--- TASK OBJECTIVE ---
Find the line with "use tokio::sync::watch;" in the records below. Copy it and every line after it, up to and including the line with "the HTTP router.".

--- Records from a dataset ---

______________________________

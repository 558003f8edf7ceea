//! HTTP server for the metrics endpoint.

use std::net::SocketAddr;
use std::sync::Arc;

use axum::Router;
use axum::extract::State;
use axum::http::StatusCode;
use axum::response::{Html, IntoResponse, Response};
use axum::routing::get;
use prometheus_client::encoding::text::encode;
use prometheus_client::registry::Registry;
use tokio::sync::watch;
use tower_http::cors::CorsLayer;
use tracing::{error, info};

use crate::watcher::SyncStatus;

/// Content type of the metrics response.
pub const OPENMETRICS_CONTENT_TYPE: &str =
    "application/openmetrics-text; version=1.0.0; charset=utf-8";

/// Application state shared across handlers.
#[derive(Clone)]
struct AppState {
    registry: Arc<Registry>,
    status: SyncStatus,
    metrics_path: Arc<str>,
}

/// Create the HTTP router.
fn create_router(registry: Arc<Registry>, status: SyncStatus, metrics_path: &str) -> Router {
    let state = AppState {
        registry,
        status,
        metrics_path: Arc::from(metrics_path),
    };

    Router::new()
        .route(metrics_path, get(metrics_handler))
        .route("/", get(index_handler))
        .route("/health", get(health_handler))
        .route("/ready", get(ready_handler))
        .layer(CorsLayer::permissive())
        .with_state(state)
}

/// Handler for the metrics endpoint.
async fn metrics_handler(State(state): State<AppState>) -> Response {
    let mut body = String::new();

    if let Err(e) = encode(&mut body, &state.registry) {
        error!(error = %e, "Failed to encode metrics");
        return (StatusCode::INTERNAL_SERVER_ERROR, "failed to encode metrics\n").into_response();
    }

    (
        StatusCode::OK,
        [("content-type", OPENMETRICS_CONTENT_TYPE)],
        body,
    )
        .into_response()
}

/// Landing page pointing at the metrics endpoint.
async fn index_handler(State(state): State<AppState>) -> Html<String> {
    Html(format!(
        "<html>\n<head><title>Label Exporter</title></head>\n<body>\n\
         <h1>Label Exporter</h1>\n\
         <p><a href=\"{path}\">Metrics</a></p>\n\
         </body>\n</html>\n",
        path = state.metrics_path
    ))
}

/// Handler for the /health endpoint.
async fn health_handler() -> Response {
    (StatusCode::OK, "healthy\n").into_response()
}

/// Handler for the /ready endpoint.
async fn ready_handler(State(state): State<AppState>) -> Response {
    if state.status.is_synced() {
        (StatusCode::OK, "ready\n").into_response()
    } else {
        (
            StatusCode::SERVICE_UNAVAILABLE,
            "not ready - initial sync in progress\n",
        )
            .into_response()
    }
}

/// HTTP server configuration.
pub struct HttpServer {
    registry: Arc<Registry>,
    status: SyncStatus,
    listen_addr: SocketAddr,
    metrics_path: String,
}

impl HttpServer {
    /// Create a new HTTP server.
    pub fn new(
        registry: Registry,
        status: SyncStatus,
        listen_addr: SocketAddr,
        metrics_path: String,
    ) -> Self {
        Self {
            registry: Arc::new(registry),
            status,
            listen_addr,
            metrics_path,
        }
    }

    /// Run the HTTP server until the shutdown signal is received.
    pub async fn run(self, shutdown: watch::Receiver<bool>) -> anyhow::Result<()> {
        let listener = tokio::net::TcpListener::bind(self.listen_addr)
            .await
            .map_err(|e| anyhow::anyhow!("Failed to bind to {}: {}", self.listen_addr, e))?;

        self.serve(listener, shutdown).await
    }

    /// Serve on an already bound listener.
    pub async fn serve(
        self,
        listener: tokio::net::TcpListener,
        mut shutdown: watch::Receiver<bool>,
    ) -> anyhow::Result<()> {
        let router = create_router(self.registry, self.status, &self.metrics_path);

        info!(
            addr = %listener.local_addr()?,
            path = %self.metrics_path,
            "HTTP server listening"
        );

        // Run server with graceful shutdown
        axum::serve(listener, router)
            .with_graceful_shutdown(async move {
                loop {
                    if shutdown.changed().await.is_err() {
                        break;
                    }
                    if *shutdown.borrow() {
                        break;
                    }
                }
                info!("HTTP server shutting down");
            })
            .await
            .map_err(|e| anyhow::anyhow!("HTTP server error: {}", e))?;

        info!("HTTP server stopped");
        Ok(())
    }
}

______________________________

--- EXPECTED ANSWER ---
use tokio::sync::watch;
use tower_http::cors::CorsLayer;
use tracing::{error, info};

use crate::watcher::SyncStatus;

/// Content type of the metrics response.
pub const OPENMETRICS_CONTENT_TYPE: &str =
    "application/openmetrics-text; version=1.0.0; charset=utf-8";

/// Application state shared across handlers.
#[derive(Clone)]
struct AppState {
    registry: Arc<Registry>,
    status: SyncStatus,
    metrics_path: Arc<str>,
}

/// Create the HTTP router.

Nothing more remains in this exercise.